Copy all the lines of the data that include the word "index".

***** Given records

#[derive(Debug, Clone, Copy, Default, PartialEq, Eq)]
pub struct CatchUpStats {
    pub pages: usize,
    pub applied: usize,
}

/// A drained outbox batch awaiting its results.
#[derive(Debug, Clone, PartialEq, Eq)]
pub struct PushBatch {
    pub batch_id: u64,
    pub mutations: Vec<OutboxMutation>,
}

impl PushBatch {
    pub fn into_message(self) -> ClientMessage {
        ClientMessage::PushMutations {
            batch_id: self.batch_id,
            mutations: self.mutations,
        }
    }
}

/// Events for the embedding application.
#[derive(Debug, Clone, PartialEq)]
pub enum SyncEvent {
    Connected,
    Disconnected,
    PageApplied { input: SyncInput, applied: usize, cursor: u64 },
    Pushed(PushOutcome),
    RootAdded(NodeId),
    RootRemoved(NodeId),
    ServerError(String),
}

/// Request/response access to a transaction log, for syncing without a
/// socket.
pub trait SyncSource {
    fn page(&mut self, input: SyncInput, cursor: u64, limit: usize) -> Result<SyncPage, SyncError>;
    fn push(&mut self, mutations: &[OutboxMutation]) -> Result<Vec<MutationResult>, SyncError>;
}

/// In-process [`SyncSource`] over a server session.
pub struct DirectSource<'a> {
    log: &'a TransactionLog,
    session: Session,
}

impl<'a> DirectSource<'a> {
    pub fn open(log: &'a TransactionLog, user_id: UserId, device_id: Uuid) -> Result<Self, SyncError> {
        Ok(Self {
            log,
            session: Session::open(log, user_id, device_id, MAX_PAGE_SIZE)?,
        })
    }
}

impl SyncSource for DirectSource<'_> {
    fn page(&mut self, input: SyncInput, cursor: u64, limit: usize) -> Result<SyncPage, SyncError> {
        Ok(self.session.pull(self.log, input, cursor, limit)?)
    }

    fn push(&mut self, mutations: &[OutboxMutation]) -> Result<Vec<MutationResult>, SyncError> {
        Ok(self.log.accept(self.session.user_id, mutations))
    }
}

struct InFlight {
    batch_id: u64,
    /// `(mutation id, target node)`
    mutations: Vec<(u64, NodeId)>,
}

pub struct Synchronizer {
    user_id: UserId,
    device_id: Uuid,
    revisions: Arc<RevisionStore>,
    outbox: Arc<MutationOutbox>,
    config: SyncConfig,
    roots: BTreeSet<NodeId>,
    buffered: HashMap<SyncInput, BTreeMap<u64, SyncPage>>,
    in_flight: Option<InFlight>,
    next_request_id: u64,
    next_batch_id: u64,
}
//! Durable queue of local mutations awaiting server acknowledgement.
//!
//! Mutations are staged in the same unit of work as the local write that
//! produced them, so a committed change always has its mutation queued.
//! Before each push the queue is compacted:
//!
//! - a create followed by a delete of the same node cancels both, together
//!   with every update in between;
//! - consecutive updates of a node collapse into the newest one, which
//!   inherits the older fragments in order.

use canopy_core::{now_millis, NodeId};
use serde::{Deserialize, Serialize};
use std::collections::{HashMap, HashSet};
use std::sync::Arc;
use uuid::Uuid;

use crate::storage::rocks::{decode, CF_META, CF_OUTBOX};
use crate::storage::{keys, NodeMarker, ReplicaStore, StoreError, UnitOfWork};

const OUTBOX_SEQUENCE: &str = "outbox";

/// Outbox configuration.
#[derive(Debug, Clone)]
pub struct OutboxConfig {
    /// Mutations sent per push (default: 20)
    pub batch_size: usize,
    /// Failed attempts before a mutation is dropped (default: 5)
    pub retry_ceiling: u32,
}

impl Default for OutboxConfig {
    fn default() -> Self {
        Self {
            batch_size: 20,
            retry_ceiling: 5,
        }
    }
}

impl OutboxConfig {
    pub fn for_testing() -> Self {
        Self {
            batch_size: 4,
            retry_ceiling: 2,
        }
    }
}

#[derive(Debug, Clone, Copy, PartialEq, Eq, Hash, Serialize, Deserialize)]
pub enum MutationType {
    CreateNode,
    UpdateNode,
    DeleteNode,
}

/// One CRDT fragment carried by a mutation.
#[derive(Debug, Clone, PartialEq, Eq, Serialize, Deserialize)]
pub struct FragmentData {
    pub id: Uuid,
    pub data: Vec<u8>,
}

#[derive(Debug, Clone, PartialEq, Eq, Serialize, Deserialize)]
pub enum MutationPayload {
    CreateNode {
        node_id: NodeId,
        root_id: NodeId,
        fragment: FragmentData,
    },
    UpdateNode {
        node_id: NodeId,
        root_id: NodeId,
        /// Oldest first
        fragments: Vec<FragmentData>,
    },
    DeleteNode {
        node_id: NodeId,
        root_id: NodeId,
    },
}

impl MutationPayload {
    pub fn mutation_type(&self) -> MutationType {
        match self {
            MutationPayload::CreateNode { .. } => MutationType::CreateNode,
            MutationPayload::UpdateNode { .. } => MutationType::UpdateNode,
            MutationPayload::DeleteNode { .. } => MutationType::DeleteNode,
        }
    }

    pub fn node_id(&self) -> NodeId {
        match self {
            MutationPayload::CreateNode { node_id, .. }
            | MutationPayload::UpdateNode { node_id, .. }
            | MutationPayload::DeleteNode { node_id, .. } => *node_id,
        }
    }

    pub fn root_id(&self) -> NodeId {
        match self {
            MutationPayload::CreateNode { root_id, .. }
            | MutationPayload::UpdateNode { root_id, .. }
            | MutationPayload::DeleteNode { root_id, .. } => *root_id,
        }
    }
}

#[derive(Debug, Clone, PartialEq, Eq, Serialize, Deserialize)]
pub struct OutboxMutation {
    pub id: u64,
    pub mutation_type: MutationType,
    pub target_id: NodeId,
    pub payload: MutationPayload,
    pub created_at: u64,
    pub retry_count: u32,
}

#[derive(Debug, Clone, Default, PartialEq, Eq)]
pub struct CompactionStats {
    pub cancelled: usize,
    pub merged: usize,
}

impl CompactionStats {
    pub fn removed(&self) -> usize {
        self.cancelled + self.merged
    }
}

pub struct MutationOutbox {
    store: Arc<ReplicaStore>,
    config: OutboxConfig,
}

impl MutationOutbox {
    pub fn new(store: Arc<ReplicaStore>, config: OutboxConfig) -> Self {
        Self { store, config }
    }

    pub fn config(&self) -> &OutboxConfig {
        &self.config
    }

    /// Queue a mutation in its own unit of work.
    pub fn enqueue(&self, payload: MutationPayload) -> Result<OutboxMutation, StoreError> {
        self.store.write(|uow| self.enqueue_in(uow, payload))
    }

    /// Stage a mutation inside the caller's unit of work.
    pub fn enqueue_in(&self, uow: &mut UnitOfWork<'_>, payload: MutationPayload) -> Result<OutboxMutation, StoreError> {
        let id = uow.next_sequence(OUTBOX_SEQUENCE)?;
        let mutation = OutboxMutation {
            id,
            mutation_type: payload.mutation_type(),
            target_id: payload.node_id(),
            payload,
            created_at: now_millis(),
            retry_count: 0,
        };
        uow.put(CF_OUTBOX, &keys::seq(id), &mutation)?;
        log::trace!("Queued {:?} #{id} for {}", mutation.mutation_type, mutation.target_id);
        Ok(mutation)
    }

    /// Every queued mutation, oldest first.
    pub fn pending(&self) -> Result<Vec<OutboxMutation>, StoreError> {
        self.store
            .scan_prefix(CF_OUTBOX, &[])?
            .iter()
            .map(|(_, value)| decode(value))
            .collect()
    }

    /// Up to `limit` oldest mutations. They stay queued until acknowledged
    /// or evicted.
    pub fn drain(&self, limit: usize) -> Result<Vec<OutboxMutation>, StoreError> {
        self.store
            .scan_from(CF_OUTBOX, &[], &[], limit)?
            .iter()
            .map(|(_, value)| decode(value))
            .collect()
    }

    pub fn len(&self) -> Result<usize, StoreError> {
        Ok(self.store.scan_prefix(CF_OUTBOX, &[])?.len())
    }

    pub fn is_empty(&self) -> Result<bool, StoreError> {
        Ok(self.len()? == 0)
    }

    /// Cancel create/delete pairs and collapse repeated updates.
    pub fn compact(&self) -> Result<CompactionStats, StoreError> {
        self.store.write(|uow| {
            let pending = self.pending()?;
            let mut dropped: HashSet<u64> = HashSet::new();
            let mut stats = CompactionStats::default();

            // Newest → oldest.
            let mut later_delete: HashMap<NodeId, u64> = HashMap::new();
            let mut survivor: HashMap<NodeId, usize> = HashMap::new();
            let mut inherited: HashMap<usize, Vec<FragmentData>> = HashMap::new();

            for (index, mutation) in pending.iter().enumerate().rev() {
                let target = mutation.target_id;
                match &mutation.payload {
                    MutationPayload::DeleteNode { .. } => {
                        later_delete.insert(target, mutation.id);
                        survivor.remove(&target);
                    }
                    MutationPayload::UpdateNode { fragments, .. } => match survivor.get(&target) {
                        Some(newer) => {
                            dropped.insert(mutation.id);
                            stats.merged += 1;
                            let carried = inherited.entry(*newer).or_default();
                            let mut older = fragments.clone();
                            older.append(carried);
                            *carried = older;
                        }
                        None => {
                            survivor.insert(target, index);
                        }
                    },
                    MutationPayload::CreateNode { .. } => {
                        if let Some(delete_id) = later_delete.remove(&target) {
                            dropped.insert(mutation.id);
                            dropped.insert(delete_id);
                            stats.cancelled += 2;
                            if let Some(newer) = survivor.remove(&target) {
                                dropped.insert(pending[newer].id);
                                inherited.remove(&newer);
                                stats.cancelled += 1;
                            }
                        }
                        survivor.remove(&target);
                    }
                }
            }

            for mutation in pending.iter().filter(|m| dropped.contains(&m.id)) {
                uow.delete(CF_OUTBOX, &keys::seq(mutation.id))?;
            }
            for (index, mut older) in inherited {
                let mut mutation = pending[index].clone();
                if let MutationPayload::UpdateNode { fragments, .. } = &mut mutation.payload {
                    older.append(fragments);
                    *fragments = older;
                }
                uow.put(CF_OUTBOX, &keys::seq(mutation.id), &mutation)?;
            }

            if stats.removed() > 0 {
                log::debug!(
                    "Outbox compaction: {} cancelled, {} merged",
                    stats.cancelled,
                    stats.merged
                );
            }
            Ok(stats)
        })
    }

    /// Remove mutations the server accepted (or rejected for good).
    pub fn acknowledge(&self, ids: &[u64]) -> Result<usize, StoreError> {
        self.store.write(|uow| {
            let mut removed = 0;
            for id in ids {
                if uow.store().contains(CF_OUTBOX, &keys::seq(*id))? {
                    uow.delete(CF_OUTBOX, &keys::seq(*id))?;
                    removed += 1;
                }
            }
            Ok(removed)
        })
    }

    /// Bump the retry count of failed mutations. Those reaching the retry
    /// ceiling are dropped, their node marked out of sync, and returned.
    pub fn fail_and_retry(&self, ids: &[u64]) -> Result<Vec<OutboxMutation>, StoreError> {
        self.store.write(|uow| {
            let mut evicted = Vec::new();
            for id in ids {
                let key = keys::seq(*id);
                let Some(mut mutation) = uow.store().get::<OutboxMutation>(CF_OUTBOX, &key)? else {
                    continue;
                };
                mutation.retry_count += 1;
                if mutation.retry_count >= self.config.retry_ceiling {
                    log::warn!(
                        "Dropping {:?} #{} for {} after {} attempts",
                        mutation.mutation_type,
                        mutation.id,
                        mutation.target_id,
                        mutation.retry_count
                    );
                    uow.delete(CF_OUTBOX, &key)?;
                    let reason = format!("{:?} dropped after {} attempts", mutation.mutation_type, mutation.retry_count);
                    uow.put(CF_META, &NodeMarker::OutOfSync.key(mutation.target_id), &reason)?;
                    evicted.push(mutation);
                } else {
                    uow.put(CF_OUTBOX, &key, &mutation)?;
                }
            }
            Ok(evicted)
        })
    }

    /// Nodes whose local state diverged because a mutation was dropped.
    pub fn out_of_sync(&self) -> Result<Vec<(NodeId, String)>, StoreError> {
        NodeMarker::OutOfSync.list(&self.store)
    }
}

**********

» Answer to the problem:
            for (index, mutation) in pending.iter().enumerate().rev() {
                            survivor.insert(target, index);
            for (index, mut older) in inherited {
                let mut mutation = pending[index].clone();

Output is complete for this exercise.